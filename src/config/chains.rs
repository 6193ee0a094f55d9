use std::time::Duration;

/// Public fallback endpoints appended after the configured RPC. Ordered by
/// observed reliability; the connect loop walks them sequentially.
const GNOSIS_PUBLIC_RPCS: &[&str] = &[
    "https://rpc-gate.autonolas.tech/gnosis-rpc/",
    "https://rpc.gnosis.gateway.fm",
    "https://rpc.gnosischain.com",
];

const DEFAULT_RPC_PROBE_TIMEOUT_MS: u64 = 10_000;

#[derive(Debug, Clone)]
pub struct ChainConfig {
    pub chain_id: u64,
    pub name: String,
    /// Symbol used when displaying gas-token amounts.
    pub native_symbol: String,
    /// Symbol of the staking token (deposits, bonds, rewards).
    pub staking_token_symbol: String,
    pub public_rpc_fallbacks: Vec<String>,
    pub rpc_probe_timeout: Duration,
}

impl ChainConfig {
    pub fn get(chain_id: u64) -> Self {
        match chain_id {
            100 => Self::gnosis(),
            _ => Self::gnosis(),
        }
    }

    pub fn gnosis() -> Self {
        Self {
            chain_id: 100,
            name: "Gnosis Chain".to_string(),
            native_symbol: "xDAI".to_string(),
            staking_token_symbol: "OLAS".to_string(),
            public_rpc_fallbacks: Self::default_public_rpc_urls(100),
            rpc_probe_timeout: Duration::from_millis(DEFAULT_RPC_PROBE_TIMEOUT_MS),
        }
    }

    pub fn default_public_rpc_urls(chain_id: u64) -> Vec<String> {
        let urls = match chain_id {
            100 => GNOSIS_PUBLIC_RPCS,
            _ => GNOSIS_PUBLIC_RPCS,
        };
        urls.iter().map(|url| (*url).to_string()).collect()
    }

    /// Ordered candidate list for connection: the service's configured RPCs
    /// first, then the public fallbacks, with duplicates removed.
    pub fn rpc_candidates(&self, configured: &[String]) -> Vec<String> {
        let mut candidates: Vec<String> = Vec::new();
        for url in configured.iter().chain(self.public_rpc_fallbacks.iter()) {
            if !candidates.iter().any(|seen| seen == url) {
                candidates.push(url.clone());
            }
        }
        candidates
    }
}

pub fn rpc_probe_timeout_from_env(default: Duration) -> Duration {
    std::env::var("STAKING_REPORT_RPC_TIMEOUT_MS")
        .ok()
        .and_then(|raw| raw.trim().parse::<u64>().ok())
        .filter(|ms| *ms > 0)
        .map(Duration::from_millis)
        .unwrap_or(default)
}

#[cfg(test)]
mod tests {
    use super::*;

    #[test]
    fn gnosis_is_default_chain() {
        let config = ChainConfig::get(0);
        assert_eq!(config.chain_id, 100);
        assert_eq!(config.staking_token_symbol, "OLAS");
        assert!(!config.public_rpc_fallbacks.is_empty());
    }

    #[test]
    fn candidates_keep_configured_rpc_first_and_dedupe() {
        let config = ChainConfig::gnosis();
        let configured = vec![
            "https://example.invalid/rpc".to_string(),
            "https://rpc.gnosischain.com".to_string(),
        ];
        let candidates = config.rpc_candidates(&configured);
        assert_eq!(candidates[0], "https://example.invalid/rpc");
        assert_eq!(
            candidates
                .iter()
                .filter(|url| url.as_str() == "https://rpc.gnosischain.com")
                .count(),
            1
        );
        assert_eq!(candidates.len(), 1 + config.public_rpc_fallbacks.len());
    }
}
impl<'a, V: StakingViews> Evaluator<'a, V> {
    pub fn new(views: &'a V, descriptor: &'a ServiceDescriptor) -> Self {
        Self { views, descriptor }
    }

    /// Runs the full evaluation state machine against a wall clock sampled
    /// once by the caller.
    pub async fn run(&self, now: u64) -> Result<Report, ReportError> {
        let state = self.evaluate_state().await?;
        let mut report = Report::stub(self.descriptor, state);

        if state == StakingState::Unstaked {
            tracing::info!("[REPORT] Service {} is unstaked; nothing further to query", report.service_id);
            return Ok(report);
        }
        if state == StakingState::Evicted {
            report.advisories.push(Advisory::Evicted);
        }

        // Shared tuple read: rewards, owner and checkpoint nonce all come
        // from the same getServiceInfo response.
        let service_info = self.views.service_info(self.descriptor.service_id).await;

        report.rewards = Some(self.evaluate_rewards(&service_info).await);

        let deposits = self.evaluate_deposits(&service_info).await;
        if let Some(info) = deposits.value() {
            for entry in &info.entries {
                if entry.below_minimum == Some(true) {
                    report.advisories.push(Advisory::LowDeposit {
                        holder: entry.holder,
                    });
                }
            }
            if info.agent_bond_below_minimum == Some(true) {
                report.advisories.push(Advisory::LowAgentBond);
            }
        }
        report.deposits = Some(deposits);

        report.epoch = self.evaluate_epoch_progress(&service_info, state).await;
        if let EpochStatus::Progress(progress) = &report.epoch {
            if !progress.kpi_met {
                report.advisories.push(Advisory::KpiShortfall {
                    missing: progress
                        .required_transactions
                        .saturating_sub(progress.transactions_since_checkpoint),
                });
            }
        }

        let timing = self.evaluate_checkpoint_timing(now).await;
        if let Some(timing) = timing.value() {
            if timing.time_remaining_seconds < 0 {
                report.advisories.push(Advisory::EpochOverdue);
            } else if timing.time_remaining_seconds < EPOCH_ENDING_SOON_SECS {
                report.advisories.push(Advisory::EpochEndingSoon {
                    remaining_seconds: timing.time_remaining_seconds,
                });
            }
        }
        report.timing = Some(timing);

        Ok(report)
    }

    /// Without a state nothing else is meaningful, so this is the one read
    /// whose failure aborts the whole report.
    async fn evaluate_state(&self) -> Result<StakingState, ReportError> {
        match self.views.staking_state(self.descriptor.service_id).await {
            Reading::Value(raw) => StakingState::from_u8(raw)
                .ok_or_else(|| ChainError::UnknownStakingState(raw).into()),
            Reading::Unavailable { reason } => {
                Err(ChainError::StateUnavailable(reason).into())
            }
        }
    }

    /// Reward from the service-info tuple, falling back to the flat
    /// `mapServiceInfo` getter on shape mismatch. Zero and unavailable are
    /// never conflated: a genuine zero reward stays `Value(0)`.
    async fn evaluate_rewards(&self, service_info: &Reading<ServiceInfoView>) -> Reading<U256> {
        match service_info {
            Reading::Value(info) => Reading::Value(info.reward),
            Reading::Unavailable { reason } => {
                tracing::debug!(
                    "[REPORT] getServiceInfo unavailable ({}); trying mapServiceInfo fallback",
                    reason
                );
                match self
                    .views
                    .map_service_info_reward(self.descriptor.service_id)
                    .await
                {
                    Reading::Value(reward) => Reading::Value(reward),
                    Reading::Unavailable { .. } => Reading::Unavailable {
                        reason: reason.clone(),
                    },
                }
            }
        }
    }

    async fn evaluate_deposits(
        &self,
        service_info: &Reading<ServiceInfoView>,
    ) -> Reading<DepositInfo> {
        let registry = match self.views.registry_token_utility().await {
            Reading::Value(registry) => registry,
            Reading::Unavailable { reason } => return Reading::Unavailable { reason },
        };

        let min_required = self.views.min_staking_deposit().await;
        let owner = service_info.value().map(|info| info.owner);

        let mut entries = Vec::new();
        if let Some(owner) = owner {
            entries.push(
                self.deposit_entry(DepositHolder::Owner, registry, owner, &min_required)
                    .await,
            );
        }
        // A service may have been registered by an address different from its
        // runtime agent signer; check both as independent candidates.
        if let Some(agent) = self.descriptor.agent_address {
            if owner != Some(agent) {
                entries.push(
                    self.deposit_entry(DepositHolder::Agent, registry, agent, &min_required)
                        .await,
                );
            }
        }

        let agent_bond = self
            .views
            .agent_bond(registry, self.descriptor.service_id, self.descriptor.agent_id)
            .await;
        let agent_bond_below_minimum = below_minimum(&agent_bond, &min_required);

        Reading::Value(DepositInfo {
            entries,
            agent_bond,
            agent_bond_below_minimum,
            min_required,
        })
    }

    async fn deposit_entry(
        &self,
        holder: DepositHolder,
        registry: Address,
        operator: Address,
        min_required: &Reading<U256>,
    ) -> DepositEntry {
        let amount = self
            .views
            .operator_balance(registry, operator, self.descriptor.service_id)
            .await;
        let flag = below_minimum(&amount, min_required);
        DepositEntry {
            holder,
            address: operator,
            amount,
            below_minimum: flag,
        }
    }

    async fn evaluate_epoch_progress(
        &self,
        service_info: &Reading<ServiceInfoView>,
        state: StakingState,
    ) -> EpochStatus {
        if state == StakingState::Evicted {
            return EpochStatus::Skipped;
        }
        let Some(multisig) = self.descriptor.multisig_address else {
            return EpochStatus::Unavailable {
                reason: "multisig address not configured".to_string(),
            };
        };

        let checker = match self.views.activity_checker().await {
            Reading::Value(checker) => checker,
            Reading::Unavailable { reason } => return EpochStatus::Unavailable { reason },
        };
        let ratio = match self.views.liveness_ratio(checker).await {
            Reading::Value(ratio) => ratio,
            Reading::Unavailable { reason } => return EpochStatus::Unavailable { reason },
        };
        let required = required_transactions(ratio);

        let live_nonces = match self.views.multisig_nonces(checker, multisig).await {
            Reading::Value(nonces) => nonces,
            Reading::Unavailable { reason } => return EpochStatus::Unavailable { reason },
        };
        let current_nonce = live_nonces
            .first()
            .copied()
            .map(u256_to_u64_saturating)
            .unwrap_or(0);
        // Second element of the stored nonce array; absent means a fresh
        // stake with no checkpoint snapshot yet.
        let checkpoint_nonce = service_info
            .value()
            .and_then(|info| info.nonces.get(1))
            .copied()
            .map(u256_to_u64_saturating)
            .unwrap_or(0);

        let since = transactions_since_checkpoint(current_nonce, checkpoint_nonce);
        let progress_fraction = if required == 0 {
            0.0
        } else {
            since as f64 / required as f64
        };

        EpochStatus::Progress(EpochProgress {
            required_transactions: required,
            checkpoint_nonce,
            current_nonce,
            transactions_since_checkpoint: since,
            progress_fraction,
            kpi_met: since >= required,
        })
    }

    async fn evaluate_checkpoint_timing(&self, now: u64) -> Reading<CheckpointTiming> {
        self.views.next_checkpoint_timestamp().await.map(|ts| {
            let next = u256_to_u64_saturating(ts);
            let remaining = (next as i128 - now as i128)
                .clamp(i64::MIN as i128, i64::MAX as i128) as i64;
            CheckpointTiming {
                sampled_at: now,
                next_checkpoint_timestamp: next,
                time_remaining_seconds: remaining,
            }
        })
    }
}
*-*-*
Copy out every line of the material above that mentions the word "Result".

▸ Solution to this task
    pub async fn run(&self, now: u64) -> Result<Report, ReportError> {
    async fn evaluate_state(&self) -> Result<StakingState, ReportError> {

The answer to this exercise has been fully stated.